I fondi operistici nelle biblioteche di alcune case nobili romane
Recupero e digitalizzazione
Due delle case nobili romane custodiscono nelle loro biblioteche private fino ad oggi numerosi manoscritti di opere melodrammatiche databili al periodo tra il XVIII e il primo XIX secolo. Da una parte si tratta dell'Archivio Doria Pamphilj con 36 spartiti, 28 volumi collettanei e ulteriori fascicoli singoli, dall'altra della ben più consistente Biblioteca Massimo nel Palazzo Massimo alle Colonne con circa 150 spartiti, di cui alcuni composti da più volumi. La conoscenza di queste raccolte si deve a due liste pubblicate negli anni Settanta e Ottanta del secolo passato da Claudio Annibaldi e Friedrich Lippmann. Finora però non sono stati intrapresi in maniera sistematica il recupero e l'esame di questi fondi.
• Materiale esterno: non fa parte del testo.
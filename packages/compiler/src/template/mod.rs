//! Template Module
//!
//! The template IR pipeline: ingestion, transformation passes and emission.

pub mod pipeline;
Questo fu il punto di partenza del progetto, finanziato dalla fondazione tedesca per la ricerca scientifica "Deutsche Forschungsgemeinschaft" (DFG) a partire dal 2008, che prevedeva anche la digitalizzazione delle fonti e la cooperazione con la rinomata banca dati "Répertoire International des Sources Musicales" (RISM).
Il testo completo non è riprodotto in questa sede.